Each message type references a ``ProtoFile``, and specifies a single
top-level type from the file. The ``ProtoFile`` may include other files
through the standard protocol buffer include mechanism. Likewise, the
top-level type may be any valid protocol buffer definition, including
definitions that contain other types.

Once the protocol buffer ``MessageType`` is created as described
above, you must either create a ``Transport`` that specifies that
message type exactly, or you must create a ``Transport`` that can
accept any known message type and ensure that the client specifies the
new message type (in the example case, ``my-protobuf-message``) in the
connect string.

When creating a ``protobuf`` message type, you must provide the
following parameters:

+-------------------+---------------------------------------------------------------------------------------+
| Parameter         | Description                                                                           |
+===================+=======================================================================================+
| ::                | The name of the new, customized message type. The rest of the configuration file will |
|                   | use this name to refer to the message type.                                           |
|     Name          |                                                                                       |
+-------------------+---------------------------------------------------------------------------------------+
| ::                | The module that contains the message type. Use ``protobuf`` for protocol buffer       |
|                   | messages.                                                                             |
|     Module        |                                                                                       |
+-------------------+---------------------------------------------------------------------------------------+
| ::                | The path in which to search for ``.proto`` files. The content of this element has the |
|                   | following syntax:                                                                     |
|     ProtoPath     |                                                                                       |
|                   | ::                                                                                    |
|                   |                                                                                       |
|                   |     alias ; full-path                                                                 |
|                   |                                                                                       |
|                   | The alias provides a short identifier to use when searching for .proto files. The     |
|                   | full path is the path that is substituted for that identifier.                        |
|                   |                                                                                       |
|                   | For example, in the sample above, ``proto-archive`` is an alias for                   |
|                   | ``/mnt/shared/protofiles``.                                                           |
|                   |                                                                                       |
|                   | A configuration may omit the alias and simply provide the path. For example:          |
|                   |                                                                                       |
|                   | ::                                                                                    |
|                   |                                                                                       |
|                   |     ;/mnt/repository/protodefs                                                        |
|                   |                                                                                       |
|                   | You may specify any number of ``ProtoPath`` declarations.                             |
+-------------------+---------------------------------------------------------------------------------------+
| ::                | The name of the ``.proto`` file to use for this message type.
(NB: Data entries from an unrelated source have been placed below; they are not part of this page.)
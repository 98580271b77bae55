//! Grant flags carried by service descriptors.

// self
use crate::_prelude::*;

/// OAuth 2.0 grants the authorizer drives.
#[derive(Clone, Copy, Debug, PartialEq, Eq, Hash, Serialize, Deserialize)]
#[serde(rename_all = "snake_case")]
pub enum GrantType {
	/// Authorization Code grant used by the consent flow.
	AuthorizationCode,
	/// Refresh Token grant used to renew expired access tokens.
	RefreshToken,
}
impl GrantType {
	/// Returns the RFC 6749 identifier for the grant type.
	pub fn as_str(self) -> &'static str {
		match self {
			GrantType::AuthorizationCode => "authorization_code",
			GrantType::RefreshToken => "refresh_token",
		}
	}
}
impl Display for GrantType {
	fn fmt(&self, f: &mut Formatter) -> FmtResult {
		f.write_str(self.as_str())
	}
}

/// Grant flags enabled for a service.
#[derive(Clone, Copy, Debug, Default, PartialEq, Eq, Serialize, Deserialize)]
pub struct SupportedGrants {
	/// Authorization Code grant.
	pub authorization_code: bool,
	/// Refresh Token grant.
	pub refresh_token: bool,
}
impl SupportedGrants {
	/// Both grants enabled.
	pub const ALL: Self = Self { authorization_code: true, refresh_token: true };

	/// Returns true if `grant` is enabled.
	pub fn supports(self, grant: GrantType) -> bool {
		match grant {
			GrantType::AuthorizationCode => self.authorization_code,
			GrantType::RefreshToken => self.refresh_token,
		}
	}

	/// Enables `grant`.
	pub fn enable(mut self, grant: GrantType) -> Self {
		match grant {
			GrantType::AuthorizationCode => self.authorization_code = true,
			GrantType::RefreshToken => self.refresh_token = true,
		}

		self
	}
}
To use an alias, prefix |
|                   | the name of the file with the alias, as shown in the example above.                   |
|     ProtoFile     |                                                                                       |
+-------------------+---------------------------------------------------------------------------------------+
| ::                | The name of the type inside the ``.proto`` file to use for this message type. AMPS    |
|                   | requires a single type.                                                               |
|     Type          |                                                                                       |
+-------------------+---------------------------------------------------------------------------------------+

**Table 16.8:** *Protobuf Message Type Parameters*

Filtering with Protobuf Messages
^^^^^^^^^^^^^^^^^^^^^^^^^^^^^^^^^^

To filter protobuf messages, there are a couple of conventions you must
remember. AMPS XPath identifiers begin at the outermost message, so you
can simply use member names for that message. If you have nested
messages, you use the name of the nested message and the member name
when creating an XPath identifier.

For example, suppose you have the following definition in a
``.proto`` file:

.. code-block:: cpp

    message person {
        required string name = 1;
        required int32 personID = 2;
    }

To access the ``personID`` data member, you simply use the name of the
data member as the XPath identifier. An example filter that verifies
that a ``personID`` is greater than 1000 would be:

.. code::

    /personID > 1000

If you have nested messages, you simply provide the path to the nested
message you want to access.

Let's assume that the ``person`` message from the above example was
nested inside another message with the name of ``record``. The example
filter below shows how to access the nested ``person`` message, and then
filter to the ``personID``:

.. code::

    /person/personID > 1000

In this case, the first part of the identifier (``/person``) specifies
the sub-message. The second part of the identifier (``/personID``)
specifies the field within that sub-message. Notice that, as always,
there is no need to specify the name of the message for the outermost
message.

Working With Multiple Protocol Buffer Types
^^^^^^^^^^^^^^^^^^^^^^^^^^^^^^^^^^^^^^^^^^^

Some applications require messages of different types: for example, an
inventory management system may work with customer records,
inventory records, and shipping order records.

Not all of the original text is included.